前世のワニ狩りの楽しい思い出。ネコのニェネントとの暮らし。

2023-10-27(Fri)

 今日は月に一度の内科クリニックへの通院。先月の通院のときには先客がまるでおらず、それこそあっという間に型通りの検診も終わってしまったのだけれども、今日診察の始まる9時よりけっこう早くに行ったのにロビーには先客にあふれていて、けっきょくロビーで1時間も待たされてしまった。まあ先月は「猛暑」真っただ中で、「不必要な外出は控えて下さい」と呼びかけられていた時期だったせいもあるのだろう。
 今日はロビーで初診のときに書く書式を持って書き込んでいる人の数が多かった。COVID-19やインフルエンザの疑いのある人はロビーには入って来ないので、そういう人ではない。急に気温が下がったので体調を崩した人たちなのだろうか。

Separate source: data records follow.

#[derive(Debug, thiserror::Error)]
pub enum VlobCreateError {
    #[error("organization not found")]
    OrganizationNotFound,
    #[error("author not allowed")]
    AuthorNotAllowed,
    #[error("realm not found")]
    RealmNotFound,
    #[error("vlob already exists")]
    VlobAlreadyExists,
    #[error("key index is not the current one")]
    BadKeyIndex {
        last_realm_certificate_timestamp: DateTime,
    },
    #[error("organization is not sequestered")]
    OrganizationNotSequestered,
    #[error("sequester blob does not match active services")]
    SequesterServiceMismatch {
        last_sequester_certificate_timestamp: DateTime,
    },
    #[error(transparent)]
    TimestampOutOfBallpark(#[from] TimestampOutOfBallpark),
    #[error("timestamp must be greater than {strictly_greater_than}")]
    RequireGreaterTimestamp { strictly_greater_than: DateTime },
}

#[derive(Debug, thiserror::Error)]
pub enum VlobUpdateError {
    #[error("organization not found")]
    OrganizationNotFound,
    #[error("author not allowed")]
    AuthorNotAllowed,
    #[error("vlob not found")]
    VlobNotFound,
    #[error("version is not the next one")]
    BadVersion,
    #[error("key index is not the current one")]
    BadKeyIndex {
        last_realm_certificate_timestamp: DateTime,
    },
    #[error("organization is not sequestered")]
    OrganizationNotSequestered,
    #[error("sequester blob does not match active services")]
    SequesterServiceMismatch {
        last_sequester_certificate_timestamp: DateTime,
    },
    #[error(transparent)]
    TimestampOutOfBallpark(#[from] TimestampOutOfBallpark),
    #[error("timestamp must be greater than {strictly_greater_than}")]
    RequireGreaterTimestamp { strictly_greater_than: DateTime },
}

#[derive(Debug, thiserror::Error)]
pub enum VlobReadError {
    #[error("organization not found")]
    OrganizationNotFound,
    #[error("author not allowed")]
    AuthorNotAllowed,
    #[error("realm not found")]
    RealmNotFound,
    #[error("too many elements requested")]
    TooManyElements,
}

#[derive(Debug, thiserror::Error)]
pub enum VlobPollChangesError {
    #[error("organization not found")]
    OrganizationNotFound,
    #[error("author not allowed")]
    AuthorNotAllowed,
    #[error("realm not found")]
    RealmNotFound,
}

/// `(vlob_id, key_index, author, version, created_on, blob)`
pub type VlobReadItem = (VlobID, u64, DeviceID, u64, DateTime, Vec<u8>);

#[derive(Debug)]
pub struct VlobReadResult {
    pub items: Vec<VlobReadItem>,
    pub needed_common_certificate_timestamp: DateTime,
    pub needed_realm_certificate_timestamp: DateTime,
}

#[derive(Debug, Clone, PartialEq, Eq)]
pub struct VlobChanges {
    pub current_checkpoint: u64,
    pub changes: Vec<(VlobID, u64)>,
}

pub struct VlobComponent {
    datamodel: Arc<Datamodel>,
    event_bus: EventBus,
    config: Arc<ServerConfig>,
    webhooks: WebhookDispatcher,
}

/// Check a `sequester_blob` mapping against the active services; returns
/// the webhook targets to notify.
fn check_sequester_blob(
    store: &OrganizationStore,
    sequester_blob: &Option<HashMap<SequesterServiceID, Vec<u8>>>,
) -> Result<Vec<(SequesterServiceID, String, Vec<u8>)>, SequesterBlobError> {
    match (store.is_sequestered(), sequester_blob) {
        (false, None) => Ok(Vec::new()),
        (false, Some(_)) => Err(SequesterBlobError::OrganizationNotSequestered),
        (true, None) => Err(SequesterBlobError::Mismatch),
        (true, Some(blob)) => {
            let mut expected: Vec<&SequesterServiceID> =
                store.active_sequester_services().map(|(id, _)| id).collect();
            expected.sort();
            let mut provided: Vec<&SequesterServiceID> = blob.keys().collect();
            provided.sort();
            if expected != provided {
                return Err(SequesterBlobError::Mismatch);
            }
            let mut webhooks = Vec::new();
            for (service_id, service) in store.active_sequester_services() {
                if let SequesterServiceConfig::Webhook { url } = &service.config {
                    if let Some(ciphertext) = blob.get(service_id) {
                        webhooks.push((*service_id, url.clone(), ciphertext.clone()));
                    }
                }
            }
            Ok(webhooks)
        }
    }
}

enum SequesterBlobError {
    OrganizationNotSequestered,
    Mismatch,
}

 クリニックの検診を終えて、そのまま北のスーパーへ買い物に行く。この日も空には雲ひとつなく、気温もちょっと高いように感じた。今日はとなりのドラッグストアで、ニェネントくん用の「ちゅ~る」(20本パック)がいつもより百円ぐらい安かったのを買った。
 帰宅してみると、ニェネントくんは和室のキャットタワーの上でまどろんでいた。わたしがいないので押し入れとかに避難する必要もなく、気楽に羽根を伸ばしていたのだろうか。

     

 最近、「Amazon Prime Video」のトップに『ゴジラvsコング』を今配信しているという告知が毎回出て来るし、近々国産ゴジラ映画も公開されるわけだし、夕方からその『ゴジラvsコング』を観始めたけれども、何というかあまりに荒唐無稽に思えたし、登場して来る人間たちがみんなアホっぽくも見え、だんだんに観る気も失せてしまうのだった。半分観たところでやめてしまったが、どうやら残り半分が迫力があって面白いらしい。残り1時間弱だから、ちょっと時間が空いたときに残りを観てみようかとは思う。

 それで今日はクリニックでの待ち時間も長かったし、ようやっとナボコフの『ディフェンス』を読み終えた。ストーリーの中にチェスのゲームが織り込まれているのだというが、わたしはチェスの駒の動きをアバウトに記憶しているだけでチェスゲームのことは何もわからないので、というかそういう「わからない」という先入観もあったので、あんましそういうことに留意しないで読んだ。先の『メイスン&ディクスン』をつづけて2回読んだように、この『ディフェンス』も、もう一度読みたい気はする。

 昨日の報道で、11年前に長崎の対馬の寺から盗まれてその後韓国で見つかった仏像について、韓国の寺が「中世の時代にわが寺から倭寇によって略奪されたものだ」と所有権を主張していた裁判で、ようやっと韓国の最高裁判所が「仏像の所有権は対馬の寺にある」との判決を下したという。
 こんなことは当たり前のことなのだが、2017年の一審で韓国の地裁は「韓国の寺への引き渡しを命ずる」という判決を出していたもの。これは韓国政府も「困った判決だ」と控訴していたわけだが、ようやく正当な判断が下されたわけだ。
 もちろん、その韓国の寺の言い分も歴史上「あり得る」ことではあるが、その仏像が「倭寇で略奪された」とする年代、状況を含めた文献、記録が残されているわけではなく、「確かにあなたの寺のものだった」と言えるわけはないのだった(韓国でつくられたものであることは確かだろうが)。

 このとんでもない一審の判決は韓国と他の国との文化交流の妨げともなってしまった。
 2018年に韓国が高麗建国1100周年を記念して「大高麗展」を開催しようとした際、フランスが所蔵する世界最古の金属活字印刷の書物「直指心体要節」(1337年刊行)~フランス国立図書館所蔵~の貸与をフランスに依頼したのだが、フランスは「貸与するのだったら」と、韓国に「一時差押え免除法」の制定を要求したのだった。ちなみにこの書物、19世紀にフランスの外交官が韓国でちゃんと購入してフランスに持ち帰ったものだったという。
 これは今回の対馬の仏像の裁判のように「フランスの外交官が違法に持ち出したものであり、正当な所有者は韓国内にいる」などと言い出して「差押え命令」を求める裁判が提起されかねないからで、フランス政府としてはその対馬の仏像の件から「その法の制定なくしては韓国へは文化財の貸与は行わない」としたわけだ。
 ちなみにその「一時差押え免除法」というのはたいていの国ですでに制定されている法で、日本、フランスはもちろん、自国の文化財が多く他国へ流出しているギリシャも制定している法であった。
 ところが韓国は、世論の突き上げもあってその法の制定を拒否してしまう。もちろんフランスは依頼された物件の貸与は断ったし、フランスだけでなくもちろん日本も、そして台湾も貸し出しを断ったということだった。それはそうだ、「頼まれて貸与したら戻って来ない」なんて可能性があるのだから。

 別にわたしは「嫌韓」ではないのだが、韓国が世界に対等に向き合おうとするならば、2017年一審判決のような理不尽なことはすべきではない。そういう意味で、今回の韓国最高裁の判決は(まだその仏像が返還されてはいないが)喜ばしいものではあったと思う。